Grand Opening of Human Right Film Festival in Seoul

Last Friday the 7th Human Right Film Festival started with a great opening ceremony. The main issues of years film festival: international solidarity and the case of anti-war.

Source  :  BASE21


Photo by Kim Yong-woon



by Christian / Base21 Media Activists
dvs-b@t-online.de



Last Friday the 7th Human Right Film Festival started with a great opening ceremony. The main issues of years film festival: international solidarity and the case of anti-war.

Especially the situation of migrants here in South Korea but also in other countries stays in the foreground of this years festival.

So it was no wonder that Kabir Uddin was leading through the program of the opening ceremony.

The opening film, Seontaek - The Road Taken, dedicated to Kim Sun-myun showed 45 years he has to spend in South Korean jails as political prisoner. Torture, humiliations and sufferings determined his every day life over decades. A great movie about the darkness of the modern history of South Korea. Hon Ki-seong, the director started this project ten years before, but only now he was allowed to finish and screen the film. So many people where interested in the movie that the theater was completely overcrowded. During the show a dozen of former long term political prisoners where present. Personally they thanked him for his courageous and impressive film.

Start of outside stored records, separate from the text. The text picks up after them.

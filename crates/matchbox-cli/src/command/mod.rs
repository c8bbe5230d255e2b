use std::path::PathBuf;

use anyhow::Context as _;
use clap::{Parser, Subcommand};
use matchbox_training::{DEFAULT_INITIAL_WEIGHT, WeightStore, learning};
use simplelog::{ColorChoice, Config, LevelFilter, TermLogger, TerminalMode};

use crate::util;

use self::{play::PlayArg, self_play::SelfPlayArg, show::ShowArg, train::TrainArg};

mod play;
mod self_play;
mod show;
mod train;

#[derive(Debug, Clone, Parser)]
#[command(author, version, about, long_about = None)]
pub struct CommandArgs {
    /// Log verbosity (off, error, warn, info, debug, trace)
    #[arg(long, global = true, default_value = "info")]
    log_level: LevelFilter,
    /// What mode to run the program in
    #[command(subcommand)]
    mode: Option<Mode>,
}

#[derive(Debug, Clone, Subcommand)]
enum Mode {
    /// Play games on the console against the matchbox agent or another human
    Play(#[clap(flatten)] PlayArg),
    /// Replay move log files into a fresh matchbox store
    Train(#[clap(flatten)] TrainArg),
    /// Let the matchbox agent play against itself, learning after each game
    SelfPlay(#[clap(flatten)] SelfPlayArg),
    /// Print a board index and its matchbox
    Show(#[clap(flatten)] ShowArg),
}

pub fn run() -> anyhow::Result<()> {
    let args = CommandArgs::parse();
    TermLogger::init(
        args.log_level,
        Config::default(),
        TerminalMode::Mixed,
        ColorChoice::Auto,
    )?;

    match args.mode.unwrap_or(Mode::Play(PlayArg::default())) {
        Mode::Play(arg) => play::run(&arg)?,
        Mode::Train(arg) => train::run(&arg)?,
        Mode::SelfPlay(arg) => self_play::run(&arg)?,
        Mode::Show(arg) => show::run(&arg)?,
    }
    Ok(())
}

/// Options shared by every command that plays from a matchbox store.
#[derive(Debug, Clone, clap::Args)]
pub(crate) struct StoreArg {
    /// Beads given to each empty cell of a new matchbox
    #[arg(
        long,
        default_value_t = DEFAULT_INITIAL_WEIGHT,
        value_parser = clap::value_parser!(u32).range(1..),
    )]
    initial_weight: u32,
    /// Move log files to learn from before starting (may be repeated)
    #[arg(long, value_name = "LOG")]
    learn_from: Vec<PathBuf>,
}

impl Default for StoreArg {
    fn default() -> Self {
        Self {
            initial_weight: DEFAULT_INITIAL_WEIGHT,
            learn_from: vec![],
        }
    }
}

impl StoreArg {
    pub(crate) fn load(&self) -> anyhow::Result<WeightStore> {
        let mut store = WeightStore::with_initial_weight(self.initial_weight);
        for path in &self.learn_from {
            let entries = util::read_log_file(path)?;
            let summary = learning::learn_from_games(&mut store, &entries).with_context(|| {
                format!("Failed to learn from move log file: {}", path.display())
            })?;
            log::info!(
                "learned {} games from {} ({} boxes in store)",
                summary.games,
                path.display(),
                store.len()
            );
        }
        Ok(store)
    }
}
pub use self::{board::*, symmetry::*};

pub(crate) mod board;
pub(crate) mod symmetry;

/// Number of rows (and columns) of the board.
pub const BOARD_SIZE: usize = 3;
/// Number of cells of the board, addressed row-major as `row * 3 + col`.
pub const CELL_COUNT: usize = BOARD_SIZE * BOARD_SIZE;
use std::collections::{HashMap, hash_map::Entry};

use matchbox_engine::{Board, BoardIndex};

use crate::weights::WeightVector;

/// Initial bead count for each empty cell of a freshly created matchbox.
pub const DEFAULT_INITIAL_WEIGHT: u32 = 1;

/// Table of matchboxes keyed by board index.
///
/// Boxes are created lazily: the first [`WeightStore::lookup`] of an index
/// inserts [`WeightVector::default_for`] the decoded board. Entries are only
/// removed by [`WeightStore::reset`].
///
/// # Example
///
/// ```
/// use matchbox_engine::Board;
/// use matchbox_training::WeightStore;
///
/// let mut store = WeightStore::new();
/// let weights = *store.lookup(Board::EMPTY.index());
/// assert_eq!(weights.total(), 9);
/// assert_eq!(store.len(), 1);
///
/// store.reset();
/// assert!(store.is_empty());
/// ```
#[derive(Debug, Clone)]
pub struct WeightStore {
    boxes: HashMap<BoardIndex, WeightVector>,
    initial_weight: u32,
}

impl Default for WeightStore {
    fn default() -> Self {
        Self::new()
    }
}

impl WeightStore {
    #[must_use]
    pub fn new() -> Self {
        Self::with_initial_weight(DEFAULT_INITIAL_WEIGHT)
    }

    /// Creates an empty store whose new boxes hold `initial_weight` beads per empty cell.
    ///
    /// # Panics
    ///
    /// Panics if `initial_weight` is zero.
    #[must_use]
    pub fn with_initial_weight(initial_weight: u32) -> Self {
        assert!(initial_weight > 0, "initial weight must be positive");
        Self {
            boxes: HashMap::new(),
            initial_weight,
        }
    }

    #[must_use]
    pub fn initial_weight(&self) -> u32 {
        self.initial_weight
    }

    /// Returns the box for `index`, creating the default box on first access.
    pub fn lookup(&mut self, index: BoardIndex) -> &mut WeightVector {
        match self.boxes.entry(index) {
            Entry::Occupied(entry) => entry.into_mut(),
            Entry::Vacant(entry) => {
                let board = Board::from_index(index);
                let weights = WeightVector::default_for(&board, self.initial_weight);
                log::trace!("new matchbox for index {index}: {weights:?}");
                entry.insert(weights)
            }
        }
    }

    /// Returns the box for `index` without creating it.
    #[must_use]
    pub fn get(&self, index: BoardIndex) -> Option<&WeightVector> {
        self.boxes.get(&index)
    }

    #[must_use]
    pub fn len(&self) -> usize {
        self.boxes.len()
    }

    #[must_use]
    pub fn is_empty(&self) -> bool {
        self.boxes.is_empty()
    }

    /// Iterates over all boxes in ascending index order.
    pub fn iter(&self) -> impl Iterator<Item = (BoardIndex, &WeightVector)> {
        let mut entries: Vec<_> = self.boxes.iter().map(|(&i, w)| (i, w)).collect();
        entries.sort_unstable_by_key(|(i, _)| *i);
        entries.into_iter()
    }

    /// Removes every box.
    pub fn reset(&mut self) {
        self.boxes.clear();
    }
}

#[cfg(test)]
mod tests {
    use super::*;

    fn index(s: &str) -> BoardIndex {
        s.parse::<Board>().unwrap().index()
    }

    #[test]
    fn test_lookup_creates_default() {
        let mut store = WeightStore::with_initial_weight(4);
        assert!(store.get(index("XO  X   O")).is_none());

        let weights = *store.lookup(index("XO  X   O"));
        assert_eq!(weights.as_array(), &[0, 0, 4, 4, 0, 4, 4, 4, 0]);
        assert_eq!(store.get(index("XO  X   O")), Some(&weights));
        assert_eq!(store.len(), 1);
    }

    #[test]
    fn test_lookup_returns_stored_box() {
        let mut store = WeightStore::new();
        let i = index("X        ");
        store.lookup(i).reward(4);
        assert_eq!(store.lookup(i).get(4), 2);
        assert_eq!(store.len(), 1);
    }

    #[test]
    fn test_reset_clears_learning() {
        let mut store = WeightStore::new();
        let i = index("X        ");
        store.lookup(i).reward(4);
        store.lookup(Board::EMPTY.index());
        assert_eq!(store.len(), 2);

        store.reset();
        assert!(store.is_empty());
        assert_eq!(store.lookup(i).get(4), 1);
    }

    #[test]
    fn test_iter_sorted() {
        let mut store = WeightStore::new();
        for s in ["X        ", "         ", "    X    "] {
            store.lookup(index(s));
        }
        let indices: Vec<_> = store.iter().map(|(i, _)| i.value()).collect();
        assert_eq!(indices, [0, 162, 13_122]);
    }

    #[test]
    #[should_panic(expected = "initial weight must be positive")]
    fn test_zero_initial_weight_rejected() {
        let _ = WeightStore::with_initial_weight(0);
    }
}
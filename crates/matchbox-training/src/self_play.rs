//! Computer-versus-computer games between two matchbox agents sharing one store.
//!
//! Both sides draw from the same [`WeightStore`], so a single self-play run
//! trains the boxes for X's positions and O's positions at once.

use matchbox_engine::{GameSession, LogEntry, PlayError, Player, SessionState};
use rand::Rng;
use serde::Serialize;

use crate::{
    agent,
    learning::{self, LearningSummary, ParseGameLogError},
    store::WeightStore,
    weights::NoSelectableCell,
};

#[derive(Debug, Clone, PartialEq, Eq, derive_more::Display, derive_more::Error, derive_more::From)]
pub enum SelfPlayError {
    #[display("agent could not move: {_0}")]
    NoSelectableCell(NoSelectableCell),
    #[display("agent picked an illegal move: {_0}")]
    InvalidMove(PlayError),
    #[display("recorded game could not be learned from: {_0}")]
    Learn(ParseGameLogError),
}

/// A finished game and its move log.
#[derive(Debug, Clone, PartialEq, Eq)]
pub struct PlayedGame {
    pub state: SessionState,
    pub log: Vec<LogEntry>,
}

/// Win/draw tally of a self-play run.
#[derive(Debug, Clone, Copy, PartialEq, Eq, Default, Serialize)]
pub struct SelfPlayStats {
    pub games: usize,
    pub x_wins: usize,
    pub o_wins: usize,
    pub draws: usize,
}

impl SelfPlayStats {
    fn record(&mut self, state: SessionState) {
        self.games += 1;
        match state {
            SessionState::Won(Player::X) => self.x_wins += 1,
            SessionState::Won(Player::O) => self.o_wins += 1,
            SessionState::Draw => self.draws += 1,
            SessionState::InProgress => {}
        }
    }
}

/// Plays one game where the matchbox agent moves for both sides.
///
/// The store is consulted (and boxes are created) but not adjusted.
pub fn play_game<R>(store: &mut WeightStore, rng: &mut R) -> Result<PlayedGame, SelfPlayError>
where
    R: Rng + ?Sized,
{
    let mut session = GameSession::new();
    let mut state = session.state();
    while state.is_in_progress() {
        let cell = agent::choose_move(store, session.board(), rng)?;
        state = session.play(cell)?;
    }
    Ok(PlayedGame {
        state,
        log: session.into_log(),
    })
}

/// Plays `games` games, learning from each one before starting the next.
///
/// Returns the tally, the combined learning counters and the concatenated move log.
pub fn self_play_and_learn<R>(
    store: &mut WeightStore,
    games: usize,
    rng: &mut R,
) -> Result<(SelfPlayStats, LearningSummary, Vec<LogEntry>), SelfPlayError>
where
    R: Rng + ?Sized,
{
    let mut stats = SelfPlayStats::default();
    let mut summary = LearningSummary::default();
    let mut log = vec![];
    for _ in 0..games {
        let game = play_game(store, rng)?;
        summary += learning::learn_from_games(store, &game.log)?;
        stats.record(game.state);
        log.extend(game.log);
    }
    log::info!(
        "self-play: {} games, X won {}, O won {}, {} draws, {} boxes",
        stats.games,
        stats.x_wins,
        stats.o_wins,
        stats.draws,
        store.len()
    );
    Ok((stats, summary, log))
}
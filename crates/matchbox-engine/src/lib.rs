pub use self::{core::*, engine::*};

pub mod core;
pub mod engine;

/// Reason a move was rejected by [`Board::validate_move`].
///
/// Checks run in declaration order: turn parity first, then range, then occupancy.
#[derive(Debug, Clone, Copy, PartialEq, Eq, derive_more::Display, derive_more::Error)]
pub enum MoveError {
    #[display("it is not this player's turn")]
    WrongTurn,
    #[display("cell is outside the board")]
    OutOfRange,
    #[display("cell is already occupied")]
    Occupied,
}

#[derive(Debug, Clone, Copy, PartialEq, Eq, derive_more::Display, derive_more::Error)]
pub enum PlayError {
    #[display("invalid move: {_0}")]
    InvalidMove(MoveError),
    #[display("game is already over")]
    GameOver,
}

impl From<MoveError> for PlayError {
    fn from(err: MoveError) -> Self {
        Self::InvalidMove(err)
    }
}
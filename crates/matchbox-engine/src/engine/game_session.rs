use crate::{
    PlayError,
    core::{Board, Player},
};

use super::move_log::LogEntry;

#[derive(Debug, Clone, Copy, PartialEq, Eq, derive_more::IsVariant)]
pub enum SessionState {
    InProgress,
    Won(Player),
    Draw,
}

/// A single game from the empty board to a terminal state.
///
/// After every accepted move the board is replaced by its canonical orientation,
/// so positions reached through different but symmetric move orders share one
/// [`BoardIndex`](crate::BoardIndex). The session records the move log lines
/// (`I`, `M`, `R`, `F`, `W`, `C`) consumed by the learning engine.
///
/// # Example
///
/// ```
/// use matchbox_engine::{GameSession, Player, SessionState};
///
/// let mut session = GameSession::new();
/// // moves that hit occupied cells are rejected and skipped
/// for cell in [4, 0, 8, 2, 1, 7, 6] {
///     if session.state().is_in_progress() {
///         let _ = session.play(cell);
///     }
/// }
/// assert!(!session.log().is_empty());
/// ```
#[derive(Debug, Clone)]
pub struct GameSession {
    board: Board,
    to_move: Player,
    state: SessionState,
    log: Vec<LogEntry>,
}

impl Default for GameSession {
    fn default() -> Self {
        Self::new()
    }
}

impl GameSession {
    #[must_use]
    pub fn new() -> Self {
        Self {
            board: Board::EMPTY,
            to_move: Player::X,
            state: SessionState::InProgress,
            log: vec![],
        }
    }

    /// Current board, always in canonical orientation.
    #[must_use]
    pub fn board(&self) -> &Board {
        &self.board
    }

    /// Player who makes the next move (or made the last one, once the game is over).
    #[must_use]
    pub fn to_move(&self) -> Player {
        self.to_move
    }

    #[must_use]
    pub fn state(&self) -> SessionState {
        self.state
    }

    /// Move log lines recorded so far.
    #[must_use]
    pub fn log(&self) -> &[LogEntry] {
        &self.log
    }

    #[must_use]
    pub fn into_log(self) -> Vec<LogEntry> {
        self.log
    }

    /// Plays `cell` for the player to move.
    ///
    /// On error nothing is recorded and the session is unchanged.
    pub fn play(&mut self, cell: usize) -> Result<SessionState, PlayError> {
        if !self.state.is_in_progress() {
            return Err(PlayError::GameOver);
        }
        let player = self.to_move;
        self.board.validate_move(player, cell)?;

        self.log.push(LogEntry::Index(self.board.index()));
        self.log.push(LogEntry::Move { player, cell });
        self.board.place(player, cell);

        let canonical = self.board.canonical();
        let symmetry = canonical.symmetry;
        if symmetry.rotations() > 0 {
            self.log.push(LogEntry::Rotations(symmetry.rotations()));
        }
        if symmetry.is_flipped() {
            self.log.push(LogEntry::Flips(symmetry.flips()));
        }
        self.board = canonical.board;
        log::debug!(
            "{player} played {cell}, canonical index {} ({symmetry:?})",
            canonical.index
        );

        if self.board.is_winner(player) {
            self.state = SessionState::Won(player);
            self.log.push(LogEntry::Win(player));
        } else if self.board.is_cats_game() {
            self.state = SessionState::Draw;
            self.log.push(LogEntry::Draw);
        } else {
            self.to_move = player.other();
        }
        Ok(self.state)
    }
}

#[cfg(test)]
mod tests {
    use crate::{BoardIndex, MoveError};

    use super::*;

    fn play_all(session: &mut GameSession, cells: &[usize]) {
        for &cell in cells {
            session.play(cell).unwrap();
        }
    }

    #[test]
    fn test_first_move_logged() {
        let mut session = GameSession::new();
        // a corner move is canonicalized into the top-left corner
        let state = session.play(8).unwrap();
        assert_eq!(state, SessionState::InProgress);
        assert_eq!(session.board(), &"X        ".parse().unwrap());
        assert_eq!(session.to_move(), Player::O);
        assert_eq!(
            session.log(),
            &[
                LogEntry::Index(BoardIndex::default()),
                LogEntry::Move {
                    player: Player::X,
                    cell: 8
                },
                LogEntry::Rotations(2),
            ]
        );
    }

    #[test]
    fn test_center_move_needs_no_transform() {
        let mut session = GameSession::new();
        session.play(4).unwrap();
        assert_eq!(session.log().len(), 2);
    }

    #[test]
    fn test_invalid_move_leaves_session_untouched() {
        let mut session = GameSession::new();
        session.play(4).unwrap();
        let before = session.clone();

        assert_eq!(
            session.play(4),
            Err(PlayError::InvalidMove(MoveError::Occupied))
        );
        assert_eq!(
            session.play(9),
            Err(PlayError::InvalidMove(MoveError::OutOfRange))
        );
        assert_eq!(session.board(), before.board());
        assert_eq!(session.log(), before.log());
        assert_eq!(session.to_move(), Player::O);
    }

    #[test]
    fn test_win_ends_session() {
        let mut session = GameSession::new();
        play_all(&mut session, &[4, 1]);
        assert_eq!(session.board(), &" O  X    ".parse().unwrap());
        play_all(&mut session, &[0, 3]);
        assert_eq!(session.board(), &"XO OX    ".parse().unwrap());

        let state = session.play(8).unwrap();
        assert_eq!(state, SessionState::Won(Player::X));
        assert!(session.state().is_won());
        assert_eq!(session.to_move(), Player::X);
        assert_eq!(session.log().last(), Some(&LogEntry::Win(Player::X)));
        assert_eq!(session.play(2), Err(PlayError::GameOver));
    }

    #[test]
    fn test_draw_ends_session() {
        let mut session = GameSession::new();
        play_all(&mut session, &[0, 1, 2, 3, 4, 6]);
        assert_eq!(session.board(), &"XOXOX O  ".parse().unwrap());

        // the board is turned three times to reach its canonical form
        session.play(5).unwrap();
        assert_eq!(session.board(), &"XX OX XOO".parse().unwrap());
        assert_eq!(session.log()[session.log().len() - 1], LogEntry::Rotations(3));

        play_all(&mut session, &[2, 5]);
        assert_eq!(session.state(), SessionState::Draw);
        assert_eq!(session.board(), &"XXOOXXXOO".parse().unwrap());
        assert_eq!(session.log().last(), Some(&LogEntry::Draw));
        assert_eq!(session.log().len(), 9 * 2 + 1 + 1);
    }

    #[test]
    fn test_log_indices_are_canonical() {
        let mut session = GameSession::new();
        play_all(&mut session, &[0, 4, 8]);
        for entry in session.log() {
            if let LogEntry::Index(index) = entry {
                let board = Board::from_index(*index);
                assert_eq!(board.canonical().index, *index, "{board:?}");
            }
        }
    }
}
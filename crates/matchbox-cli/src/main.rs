mod command;
mod model;
mod util;
mod view;

fn main() -> anyhow::Result<()> {
    command::run()
}
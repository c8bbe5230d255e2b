use std::{fmt, num::ParseIntError, str::FromStr};

use crate::core::{BoardIndex, CELL_COUNT, Player};

/// One line of the textual move log.
///
/// | Line          | Meaning                                        |
/// |---------------|------------------------------------------------|
/// | `I <index>`   | index of the board before the next move        |
/// | `M <p> <cell>`| player `p` marked `cell` (0–8)                 |
/// | `R <n>`       | the board was rotated `n` times afterwards     |
/// | `F <n>`       | the board was flipped `n` times afterwards     |
/// | `W <p>`       | the game ended, `p` won                        |
/// | `C`           | the game ended in a draw                       |
///
/// # Example
///
/// ```
/// use matchbox_engine::{LogEntry, Player};
///
/// let entry: LogEntry = "M X 4".parse().unwrap();
/// assert_eq!(entry, LogEntry::Move { player: Player::X, cell: 4 });
/// assert_eq!(entry.to_string(), "M X 4");
/// ```
#[derive(Debug, Clone, Copy, PartialEq, Eq)]
pub enum LogEntry {
    Index(BoardIndex),
    Move { player: Player, cell: usize },
    Rotations(u8),
    Flips(u8),
    Win(Player),
    Draw,
}

impl LogEntry {
    #[must_use]
    pub const fn tag(&self) -> char {
        match self {
            LogEntry::Index(_) => 'I',
            LogEntry::Move { .. } => 'M',
            LogEntry::Rotations(_) => 'R',
            LogEntry::Flips(_) => 'F',
            LogEntry::Win(_) => 'W',
            LogEntry::Draw => 'C',
        }
    }

    /// Returns `true` for the lines that close a game (`W` and `C`).
    #[must_use]
    pub const fn is_terminal(&self) -> bool {
        matches!(self, LogEntry::Win(_) | LogEntry::Draw)
    }
}

impl fmt::Display for LogEntry {
    fn fmt(&self, f: &mut fmt::Formatter<'_>) -> fmt::Result {
        let tag = self.tag();
        match self {
            LogEntry::Index(index) => write!(f, "{tag} {index}"),
            LogEntry::Move { player, cell } => write!(f, "{tag} {player} {cell}"),
            LogEntry::Rotations(n) | LogEntry::Flips(n) => write!(f, "{tag} {n}"),
            LogEntry::Win(player) => write!(f, "{tag} {player}"),
            LogEntry::Draw => write!(f, "{tag}"),
        }
    }
}

#[derive(Debug, Clone, PartialEq, Eq, derive_more::Display, derive_more::Error)]
pub enum ParseLogEntryError {
    #[display("empty line")]
    Empty,
    #[display("unknown line tag `{tag}`")]
    UnknownTag { tag: String },
    #[display("`{tag}` line is missing its {field}")]
    MissingField { tag: char, field: &'static str },
    #[display("`{tag}` line has unexpected trailing field `{field}`")]
    TrailingField { tag: char, field: String },
    #[display("invalid {field} `{value}` in `{tag}` line: {source}")]
    InvalidNumber {
        tag: char,
        field: &'static str,
        value: String,
        source: ParseIntError,
    },
    #[display("invalid player `{value}` in `{tag}` line")]
    InvalidPlayer { tag: char, value: String },
    #[display("board index {value} is out of range")]
    IndexOutOfRange { value: u32 },
    #[display("cell {value} is out of range")]
    CellOutOfRange { value: usize },
}

struct Fields<'a> {
    tag: char,
    iter: std::str::SplitWhitespace<'a>,
}

impl<'a> Fields<'a> {
    fn field(&mut self, field: &'static str) -> Result<&'a str, ParseLogEntryError> {
        self.iter.next().ok_or(ParseLogEntryError::MissingField {
            tag: self.tag,
            field,
        })
    }

    fn number<T>(&mut self, field: &'static str) -> Result<T, ParseLogEntryError>
    where
        T: FromStr<Err = ParseIntError>,
    {
        let value = self.field(field)?;
        value
            .parse()
            .map_err(|source| ParseLogEntryError::InvalidNumber {
                tag: self.tag,
                field,
                value: value.to_owned(),
                source,
            })
    }

    fn player(&mut self) -> Result<Player, ParseLogEntryError> {
        let value = self.field("player")?;
        let mut chars = value.chars();
        match (chars.next().and_then(Player::from_char), chars.next()) {
            (Some(player), None) => Ok(player),
            _ => Err(ParseLogEntryError::InvalidPlayer {
                tag: self.tag,
                value: value.to_owned(),
            }),
        }
    }

    fn finish(mut self) -> Result<(), ParseLogEntryError> {
        match self.iter.next() {
            Some(field) => Err(ParseLogEntryError::TrailingField {
                tag: self.tag,
                field: field.to_owned(),
            }),
            None => Ok(()),
        }
    }
}

impl FromStr for LogEntry {
    type Err = ParseLogEntryError;

    fn from_str(s: &str) -> Result<Self, Self::Err> {
        let mut iter = s.split_whitespace();
        let tag_str = iter.next().ok_or(ParseLogEntryError::Empty)?;
        let mut chars = tag_str.chars();
        let tag = match (chars.next(), chars.next()) {
            (Some(tag), None) => tag,
            _ => {
                return Err(ParseLogEntryError::UnknownTag {
                    tag: tag_str.to_owned(),
                });
            }
        };
        let mut fields = Fields { tag, iter };

        let entry = match tag {
            'I' => {
                let value: u32 = fields.number("board index")?;
                let index = BoardIndex::try_from(value)
                    .map_err(|e| ParseLogEntryError::IndexOutOfRange { value: e.value })?;
                LogEntry::Index(index)
            }
            'M' => {
                let player = fields.player()?;
                let cell: usize = fields.number("cell")?;
                if cell >= CELL_COUNT {
                    return Err(ParseLogEntryError::CellOutOfRange { value: cell });
                }
                LogEntry::Move { player, cell }
            }
            'R' => LogEntry::Rotations(fields.number("rotation count")?),
            'F' => LogEntry::Flips(fields.number("flip count")?),
            'W' => LogEntry::Win(fields.player()?),
            'C' => LogEntry::Draw,
            _ => {
                return Err(ParseLogEntryError::UnknownTag {
                    tag: tag_str.to_owned(),
                });
            }
        };
        fields.finish()?;
        Ok(entry)
    }
}

/// Error from [`parse_log_text`], locating the offending line.
#[derive(Debug, Clone, PartialEq, Eq, derive_more::Display, derive_more::Error)]
#[display("line {line}: {source}")]
pub struct ParseLogTextError {
    /// 1-based line number.
    pub line: usize,
    pub source: ParseLogEntryError,
}

/// Parses a newline-separated move log, skipping blank lines.
pub fn parse_log_text(text: &str) -> Result<Vec<LogEntry>, ParseLogTextError> {
    text.lines()
        .enumerate()
        .filter(|(_, line)| !line.trim().is_empty())
        .map(|(i, line)| {
            line.parse()
                .map_err(|source| ParseLogTextError { line: i + 1, source })
        })
        .collect()
}

/// Formats entries one per line, each terminated by a newline.
#[must_use]
pub fn format_log_text(entries: &[LogEntry]) -> String {
    let mut text = String::new();
    for entry in entries {
        text.push_str(&entry.to_string());
        text.push('\n');
    }
    text
}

Other highlights: the Korean production We are migrant workers from Na Du-kyeong and Manie and Afghan Massacre by Jamie Doran. The film tells the story of the mass killing of Afghan and foreign POW during the days of the US-led aggression against the Central Asian country. The movie documented the involvement of US and British special forces in the massacres.

The Weather Underground by Sam Green and Bill Siegel document the history of the same named armed resistance group in the USA, founded 1969 as a splitting product of the Students for a Democratic Society (SDS).

Of course there are many movies about the social problems in the South Korean society, like Tae un-shiks To the bitter end Ver 1.0 Joo Bong-hui about the struggle for labor rights and Park Jong-pils Lets Take Bus, the struggle of disabled people in South Korea for the right of mobility.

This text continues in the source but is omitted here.